Dataset records below:
//! Revert reasons raised by the voting contract.

use std::fmt;

pub const REVERT_ALREADY_VOTED: &str = "already voted";
pub const REVERT_ELECTION_CLOSED: &str = "election closed";
pub const REVERT_INVALID_CANDIDATE: &str = "invalid candidate";
pub const REVERT_UNKNOWN_ELECTION: &str = "unknown election";

/// A revert reason classified by what the pipeline must do about it.
#[derive(Clone, Debug, PartialEq, Eq)]
pub enum RevertReason {
    /// The contract's double-vote guard fired. Never retry.
    AlreadyVoted,
    ElectionClosed,
    InvalidCandidate,
    UnknownElection,
    Other(String),
}

impl RevertReason {
    /// Classify a raw revert string. Matching is case-insensitive and
    /// tolerates prefixes such as `execution reverted: `.
    pub fn parse(raw: &str) -> Self {
        let lower = raw.to_ascii_lowercase();
        if lower.contains(REVERT_ALREADY_VOTED) {
            Self::AlreadyVoted
        } else if lower.contains(REVERT_ELECTION_CLOSED) {
            Self::ElectionClosed
        } else if lower.contains(REVERT_INVALID_CANDIDATE) {
            Self::InvalidCandidate
        } else if lower.contains(REVERT_UNKNOWN_ELECTION) {
            Self::UnknownElection
        } else {
            Self::Other(raw.to_string())
        }
    }

    pub fn as_str(&self) -> &str {
        match self {
            Self::AlreadyVoted => REVERT_ALREADY_VOTED,
            Self::ElectionClosed => REVERT_ELECTION_CLOSED,
            Self::InvalidCandidate => REVERT_INVALID_CANDIDATE,
            Self::UnknownElection => REVERT_UNKNOWN_ELECTION,
            Self::Other(s) => s,
        }
    }

    /// Whether a fresh attempt (new signature, new transaction) may succeed.
    pub fn allows_fresh_attempt(&self) -> bool {
        !matches!(self, Self::AlreadyVoted | Self::ElectionClosed)
    }
}

impl fmt::Display for RevertReason {
    fn fmt(&self, f: &mut fmt::Formatter<'_>) -> fmt::Result {
        f.write_str(self.as_str())
    }
}

#[cfg(test)]
mod tests {
    use super::*;

    #[test]
    fn parses_prefixed_reason() {
        assert_eq!(
            RevertReason::parse("execution reverted: Already voted"),
            RevertReason::AlreadyVoted
        );
    }

    #[test]
    fn unknown_reason_kept_verbatim() {
        let r = RevertReason::parse("out of gas");
        assert_eq!(r, RevertReason::Other("out of gas".into()));
        assert!(r.allows_fresh_attempt());
    }

    #[test]
    fn already_voted_blocks_retry() {
        assert!(!RevertReason::AlreadyVoted.allows_fresh_attempt());
    }
}
impl NullLedger {
    pub fn new() -> Self {
        Self::with_clock(Arc::new(SystemClock))
    }

    /// Election windows are evaluated against `clock` when votes execute.
    pub fn with_clock(clock: Arc<dyn Clock>) -> Self {
        Self {
            clock,
            chain: Mutex::new(Chain {
                head: 0,
                confirm_depth: 1,
                elections: BTreeMap::new(),
                mempool: Vec::new(),
                txs: HashMap::new(),
                faults: Faults::default(),
            }),
            calls: AtomicU64::new(0),
            sends: AtomicU64::new(0),
        }
    }

    fn lock(&self) -> MutexGuard<'_, Chain> {
        self.chain.lock().unwrap()
    }

    /// Empty blocks mined on top of each auto-mined submission.
    pub fn set_confirm_depth(&self, depth: u64) {
        self.lock().confirm_depth = depth;
    }

    /// Create an election and return its id.
    pub fn create_election(&self, setup: NullLedgerElection) -> ElectionId {
        let mut chain = self.lock();
        let id = ElectionId(chain.elections.len() as u64 + 1);
        chain.elections.insert(
            id,
            ContractElection {
                id,
                setup,
                closed_at: None,
                votes: Vec::new(),
            },
        );
        id
    }

    /// Close an election in the next block and bury the close.
    pub fn close_election(&self, id: ElectionId) {
        let now = self.clock.now();
        let mut chain = self.lock();
        let block = chain.head + 1;
        if let Some(election) = chain.elections.get_mut(&id) {
            election.closed_at.get_or_insert(block);
        }
        chain.bury(now);
    }

    /// Record a vote directly, bypassing signatures. For seeding tallies.
    pub fn seed_vote(&self, election: ElectionId, candidate: CandidateId, voter: VoterAddress) {
        let mut chain = self.lock();
        let block = chain.head;
        if let Some(e) = chain.elections.get_mut(&election) {
            e.votes.push(CastVote {
                block,
                candidate,
                voter,
            });
        }
    }

    /// Mine one block.
    pub fn mine(&self) {
        let now = self.clock.now();
        self.lock().mine(now);
    }

    /// Mine `blocks` blocks.
    pub fn advance(&self, blocks: u64) {
        let now = self.clock.now();
        let mut chain = self.lock();
        for _ in 0..blocks {
            chain.mine(now);
        }
    }

    /// Keep submissions pending until mined by hand.
    pub fn hold_mining(&self, hold: bool) {
        self.lock().faults.hold_mining = hold;
    }

    /// The next `n` submissions fail in transit without reaching the ledger.
    pub fn fail_next_sends(&self, n: u32) {
        self.lock().faults.fail_sends = n;
    }

    /// The next `n` submissions are refused outright, as for a bad signature.
    pub fn reject_next_sends(&self, n: u32) {
        self.lock().faults.reject_sends = n;
    }

    /// The next `n` submissions are accepted but the response is lost.
    pub fn lose_next_send_responses(&self, n: u32) {
        self.lock().faults.lose_responses = n;
    }

    /// The next `n` read calls fail as unreachable.
    pub fn fail_next_reads(&self, n: u32) {
        self.lock().faults.fail_reads = n;
    }

    /// Accept submissions and forget them, as an evicting mempool would.
    pub fn drop_submissions(&self, drop: bool) {
        self.lock().faults.drop_sends = drop;
    }

    pub fn head(&self) -> u64 {
        self.lock().head
    }

    /// Latest vote count for a candidate, including unfinalized blocks.
    pub fn vote_count(&self, election: ElectionId, candidate: CandidateId) -> u64 {
        let chain = self.lock();
        let head = chain.head;
        chain
            .elections
            .get(&election)
            .and_then(|e| e.candidate(candidate, head))
            .map_or(0, |c| c.vote_count)
    }

    pub fn pending_count(&self) -> usize {
        self.lock().mempool.len()
    }

    /// Every trait call made so far.
    pub fn calls(&self) -> u64 {
        self.calls.load(Ordering::SeqCst)
    }

    /// `send_transaction` calls made so far, including failed ones.
    pub fn sends(&self) -> u64 {
        self.sends.load(Ordering::SeqCst)
    }

    fn count_call(&self) {
        self.calls.fetch_add(1, Ordering::SeqCst);
    }
}
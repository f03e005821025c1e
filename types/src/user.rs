//! Store user accounts.

use serde::{Deserialize, Serialize};

use crate::{UserId, VoterAddress};

#[derive(Clone, Copy, Debug, Default, PartialEq, Eq, Serialize, Deserialize)]
#[serde(rename_all = "lowercase")]
pub enum Role {
    #[default]
    Voter,
    Admin,
}

/// A Store account and the wallet address it has linked, if any.
#[derive(Clone, Debug, PartialEq, Eq, Serialize, Deserialize)]
#[serde(rename_all = "camelCase")]
pub struct UserProfile {
    pub id: UserId,
    pub name: String,
    #[serde(default)]
    pub wallet: Option<VoterAddress>,
    #[serde(default)]
    pub role: Role,
}

impl UserProfile {
    pub fn is_admin(&self) -> bool {
        self.role == Role::Admin
    }
}
//! The ledger seam.

use async_trait::async_trait;
use chainvote_types::{
    Candidate, CandidateId, ElectionBasic, ElectionId, TransactionReceipt, TxHash, VoterAddress,
};
use serde::{Deserialize, Serialize};

use crate::{LedgerError, SignedVoteTx};

/// What the ledger knows about a transaction hash.
#[derive(Clone, Debug, PartialEq, Eq, Serialize, Deserialize)]
#[serde(tag = "status", content = "receipt", rename_all = "lowercase")]
pub enum TxLookup {
    /// Never seen, or evicted from the mempool.
    Unknown,
    /// Accepted but not yet in a block.
    Pending,
    /// Included in a block; the receipt says whether it succeeded.
    Mined(TransactionReceipt),
}

/// Read and write access to the voting contract.
///
/// `at_block` pins a read to the state after that block; `None` reads the
/// latest state.
#[async_trait]
pub trait Ledger: Send + Sync {
    /// Submit a signed transaction. Returns its hash without waiting for
    /// inclusion.
    async fn send_transaction(&self, tx: &SignedVoteTx) -> Result<TxHash, LedgerError>;

    async fn transaction_status(&self, hash: &TxHash) -> Result<TxLookup, LedgerError>;

    /// Number of the latest block.
    async fn block_number(&self) -> Result<u64, LedgerError>;

    async fn election_basic(
        &self,
        election: ElectionId,
        at_block: Option<u64>,
    ) -> Result<Option<ElectionBasic>, LedgerError>;

    async fn candidate(
        &self,
        election: ElectionId,
        candidate: CandidateId,
        at_block: Option<u64>,
    ) -> Result<Option<Candidate>, LedgerError>;

    async fn has_voted(
        &self,
        election: ElectionId,
        voter: &VoterAddress,
    ) -> Result<bool, LedgerError>;
}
End of Dataset records.
● **Problem details**
Make a copy of each line in the records above that has the word "about".

● **Solution**
/// A revert reason classified by what the pipeline must do about it.
/// What the ledger knows about a transaction hash.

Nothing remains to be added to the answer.